Il y avait quelque chose qui clochait chez elle, elle en était certaine. Pourquoi ne pouvait-elle pas être comme tout le monde ?

Il y a quelques semaines, elle se sentait attirée par Anastasia et Léo. Elle en était presque sûre. Elle s'était posée, avait réfléchi à la question et était arrivée à la conclusion que oui, ce serait sympa de les embrasser. Alors, pourquoi lorsque ce moment s'était produit, avec les deux, elle avait fui ? Qu'est-ce qui ne tournait pas rond, chez elle ?

Elle ressassait en boucle ses pensées et commençait à angoisser, elle qui était une personne plutôt détendue de base. Heureusement, elle avait son rendez-vous mensuel chez sa psychologue. Lorsque ses parents avaient recommencé à vadrouiller dans le monde, à ses douze ans, ils l'avaient forcée à voir un psychologue tous les mois, histoire que quelqu'un « soit là pour encaisser ce que tu ne pourras pas encaisser seule ». Très rassurant pour une enfant de douze ans, qui ne demandait qu'à se lover dans les bras de sa maman au moindre problème.
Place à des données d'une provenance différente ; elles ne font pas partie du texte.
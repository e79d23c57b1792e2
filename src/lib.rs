//! Timekeeper - Task and Time Tracking Service
//!
//! Tasks own sessions, session records and schedule entries. Deleting a task
//! removes everything that belongs to it in one transaction and announces
//! the removal to live subscribers as a single change event.

pub mod adapters;
pub mod application;
pub mod config;
pub mod domain;
pub mod ports;
//! QueuedChangePublisher - the producer side of the delivery queue.

use std::sync::Arc;
use std::time::Duration;

use async_trait::async_trait;
use tokio::sync::mpsc::{self, error::SendTimeoutError};

use crate::domain::notification::ChangeEnvelope;
use crate::ports::{ChangePublisher, DeliveryError};

use super::delivery_pool::{DeliveryStats, DeliveryStatsSnapshot};

/// Enqueues change events for the delivery workers.
///
/// Created by [`DeliveryWorkerPool::start`](super::DeliveryWorkerPool::start).
/// Cheap to clone; every clone feeds the same queue.
#[derive(Clone)]
pub struct QueuedChangePublisher {
    sender: mpsc::Sender<ChangeEnvelope>,
    enqueue_timeout: Duration,
    stats: Arc<DeliveryStats>,
}

impl QueuedChangePublisher {
    pub(super) fn new(
        sender: mpsc::Sender<ChangeEnvelope>,
        enqueue_timeout: Duration,
        stats: Arc<DeliveryStats>,
    ) -> Self {
        Self {
            sender,
            enqueue_timeout,
            stats,
        }
    }

    /// Enqueue `event`, waiting at most `enqueue_timeout` for room.
    pub async fn enqueue(&self, event: ChangeEnvelope) -> Result<(), DeliveryError> {
        match self.sender.send_timeout(event, self.enqueue_timeout).await {
            Ok(()) => Ok(()),
            Err(SendTimeoutError::Timeout(_)) => Err(DeliveryError::QueueFull),
            Err(SendTimeoutError::Closed(_)) => Err(DeliveryError::QueueClosed),
        }
    }

    pub fn stats(&self) -> DeliveryStatsSnapshot {
        self.stats.snapshot()
    }
}

#[async_trait]
impl ChangePublisher for QueuedChangePublisher {
    async fn publish(&self, event: ChangeEnvelope) {
        let notification_type = event.notification_type();
        let id = event.id();

        match self.enqueue(event).await {
            Ok(()) => self.stats.record_enqueued(),
            Err(error) => {
                self.stats.record_dropped();
                tracing::warn!(
                    %notification_type,
                    id = ?id,
                    %error,
                    "Dropping change event"
                );
            }
        }
    }
}

#[cfg(test)]
mod tests {
    use super::*;
    use crate::domain::notification::{ChangeEvent, NotificationType};

    fn publisher(capacity: usize) -> (QueuedChangePublisher, mpsc::Receiver<ChangeEnvelope>) {
        let (sender, receiver) = mpsc::channel(capacity);
        let publisher = QueuedChangePublisher::new(
            sender,
            Duration::from_millis(10),
            Arc::new(DeliveryStats::default()),
        );
        (publisher, receiver)
    }

    fn event(id: i64) -> ChangeEnvelope {
        ChangeEvent::deleted(NotificationType::SessionRecordDelete, id)
    }

    #[tokio::test]
    async fn full_queue_drops_after_enqueue_timeout() {
        let (publisher, _receiver) = publisher(1);

        publisher.publish(event(1)).await;
        publisher.publish(event(2)).await;

        let stats = publisher.stats();
        assert_eq!(stats.enqueued, 1);
        assert_eq!(stats.dropped, 1);
    }

    #[tokio::test]
    async fn enqueue_reports_queue_state() {
        let (publisher, receiver) = publisher(1);

        assert!(publisher.enqueue(event(1)).await.is_ok());
        assert!(matches!(
            publisher.enqueue(event(2)).await,
            Err(DeliveryError::QueueFull)
        ));

        drop(receiver);
        assert!(matches!(
            publisher.enqueue(event(3)).await,
            Err(DeliveryError::QueueClosed)
        ));
    }

    #[tokio::test]
    async fn enqueued_events_keep_submission_order() {
        let (publisher, mut receiver) = publisher(8);

        for id in 1..=3 {
            publisher.publish(event(id)).await;
        }

        for expected in 1..=3 {
            assert_eq!(receiver.recv().await.unwrap().id(), Some(expected));
        }
    }
}
//! Change event delivery adapters.
//!
//! Adapters implement the publishing side of the notification ports for
//! different environments:
//!
//! - `QueuedChangePublisher` + `DeliveryWorkerPool` - Bounded queue drained
//!   by background workers into a `Broadcaster`
//! - `CapturingPublisher` - Synchronous capture for testing
//! - `RecordingBroadcaster` - Transport stand-in for testing

mod capturing;
mod delivery_pool;
mod queued_publisher;
mod recording_broadcaster;

pub use capturing::CapturingPublisher;
pub use delivery_pool::{DeliveryPoolConfig, DeliveryStats, DeliveryStatsSnapshot, DeliveryWorkerPool};
pub use queued_publisher::QueuedChangePublisher;
pub use recording_broadcaster::RecordingBroadcaster;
Elle se rendit au cabinet avec de la musique dans les oreilles afin de faire taire son cerveau en ébullition constante. Elle préférait garder ses émotions non filtrées pour les déballer à sa psy telles qu'elles étaient. Peut-être qu'elle parviendrait à mieux la cerner. C'était la troisième psychologue que Charlie voyait. Elle n'avait trouvé « la bonne psy » qu'à ses treize ans, après un an passé à se morfondre dans le cabinet de deux psychologues qui ne comprenaient rien à ses problèmes. Mais la troisième avait su la mettre en confiance et l'écouter sans laisser son jugement interférer. Et depuis, elle ne l'avait pas quitté. Charlie la considérait presque comme un membre de sa famille - après tout, elle la voyait plus que ses parents.
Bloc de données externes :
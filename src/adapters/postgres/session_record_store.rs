//! PostgreSQL store for session records.

use async_trait::async_trait;
use sqlx::postgres::PgRow;
use sqlx::Row;

use crate::domain::foundation::{DomainError, SessionId, SessionRecordId, TaskId};
use crate::domain::tracking::{SessionRecord, SessionRecordDraft};
use crate::ports::EntityStore;

use super::{db_error, timestamp_column, PgTx};

const COLUMNS: &str = "id, session_id, task_id, duration_secs, recorded_at";

#[derive(Debug, Clone, Copy, Default)]
pub struct PostgresSessionRecordStore;

#[async_trait]
impl EntityStore<PgTx, SessionRecord> for PostgresSessionRecordStore {
    async fn insert(
        &self,
        tx: &mut PgTx,
        draft: SessionRecordDraft,
    ) -> Result<SessionRecord, DomainError> {
        let row = sqlx::query(&format!(
            "INSERT INTO session_records (session_id, task_id, duration_secs, recorded_at) \
             VALUES ($1, $2, $3, $4) RETURNING {COLUMNS}"
        ))
        .bind(draft.session_id.map(|id| id.value()))
        .bind(draft.task_id.map(|id| id.value()))
        .bind(draft.duration_secs)
        .bind(draft.recorded_at.as_datetime())
        .fetch_one(&mut **tx)
        .await
        .map_err(db_error("Failed to insert session record"))?;

        row_to_session_record(&row)
    }

    async fn find_by_id(
        &self,
        tx: &mut PgTx,
        id: SessionRecordId,
    ) -> Result<Option<SessionRecord>, DomainError> {
        let row = sqlx::query(&format!("SELECT {COLUMNS} FROM session_records WHERE id = $1"))
            .bind(id.value())
            .fetch_optional(&mut **tx)
            .await
            .map_err(db_error("Failed to fetch session record"))?;

        row.as_ref().map(row_to_session_record).transpose()
    }

    async fn update(
        &self,
        tx: &mut PgTx,
        record: &SessionRecord,
    ) -> Result<Option<SessionRecord>, DomainError> {
        let row = sqlx::query(&format!(
            "UPDATE session_records SET session_id = $2, task_id = $3, duration_secs = $4, \
             recorded_at = $5 WHERE id = $1 RETURNING {COLUMNS}"
        ))
        .bind(record.id.value())
        .bind(record.session_id.map(|id| id.value()))
        .bind(record.task_id.map(|id| id.value()))
        .bind(record.duration_secs)
        .bind(record.recorded_at.as_datetime())
        .fetch_optional(&mut **tx)
        .await
        .map_err(db_error("Failed to update session record"))?;

        row.as_ref().map(row_to_session_record).transpose()
    }

    async fn exists(&self, tx: &mut PgTx, id: SessionRecordId) -> Result<bool, DomainError> {
        let result: (bool,) =
            sqlx::query_as("SELECT EXISTS(SELECT 1 FROM session_records WHERE id = $1)")
                .bind(id.value())
                .fetch_one(&mut **tx)
                .await
                .map_err(db_error("Failed to check session record existence"))?;

        Ok(result.0)
    }

    async fn delete(&self, tx: &mut PgTx, id: SessionRecordId) -> Result<bool, DomainError> {
        let result = sqlx::query("DELETE FROM session_records WHERE id = $1")
            .bind(id.value())
            .execute(&mut **tx)
            .await
            .map_err(db_error("Failed to delete session record"))?;

        Ok(result.rows_affected() > 0)
    }

    async fn find_ids_by_parent_id(
        &self,
        tx: &mut PgTx,
        task_id: TaskId,
    ) -> Result<Vec<SessionRecordId>, DomainError> {
        let ids: Vec<i64> =
            sqlx::query_scalar("SELECT id FROM session_records WHERE task_id = $1 ORDER BY id")
                .bind(task_id.value())
                .fetch_all(&mut **tx)
                .await
                .map_err(db_error("Failed to list session records for task"))?;

        Ok(ids.into_iter().map(SessionRecordId::new).collect())
    }

    async fn delete_by_parent_id(&self, tx: &mut PgTx, task_id: TaskId) -> Result<u64, DomainError> {
        let result = sqlx::query("DELETE FROM session_records WHERE task_id = $1")
            .bind(task_id.value())
            .execute(&mut **tx)
            .await
            .map_err(db_error("Failed to delete session records for task"))?;

        Ok(result.rows_affected())
    }
}

fn row_to_session_record(row: &PgRow) -> Result<SessionRecord, DomainError> {
    let id: i64 = row
        .try_get("id")
        .map_err(db_error("Failed to read session record id"))?;
    let session_id: Option<i64> = row
        .try_get("session_id")
        .map_err(db_error("Failed to read session record session_id"))?;
    let task_id: Option<i64> = row
        .try_get("task_id")
        .map_err(db_error("Failed to read session record task_id"))?;

    Ok(SessionRecord {
        id: SessionRecordId::new(id),
        session_id: session_id.map(SessionId::new),
        task_id: task_id.map(TaskId::new),
        duration_secs: row
            .try_get("duration_secs")
            .map_err(db_error("Failed to read session record duration"))?,
        recorded_at: timestamp_column(row, "recorded_at")?,
    })
}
Impatiente, elle attendit dans la salle d'attente. Sa psy avait l'habitude d'être en retard car elle privilégiait « la qualité à la quantité » - elle préférait faire attendre des patients pour être sûre de ne pas quitter son patient actuel dans une mauvaise posture. Son retard habituel était un point qu'elle avait mis à l'honneur dès sa première rencontre avec Charlie, et cette dernière avait été convaincue par sa démarche. Cela témoignait d'un réel désir de prendre soin de l'autre.

Une dizaine de minutes s'écoula avant que la porte ne s'ouvre. Le patient sortit et quelques minutes plus tard, sa psy, qu'elle appelait par son prénom Amina, sortit et sourit à Charlie. Charlie lui rendit son sourire.

« Comment tu vas, Charlie ?
- Un jour compliqué, j'ai hâte de te raconter ça ! »

Elles se tutoyaient naturellement et Charlie appréciait cette absence de barrières entre elles, cela la mettait à l'aise. Pour des raisons évidentes, elle avait du mal avec l'autorité et la hiérarchie. Elle s'assit dans le canapé et s'installa confortablement avec hâte.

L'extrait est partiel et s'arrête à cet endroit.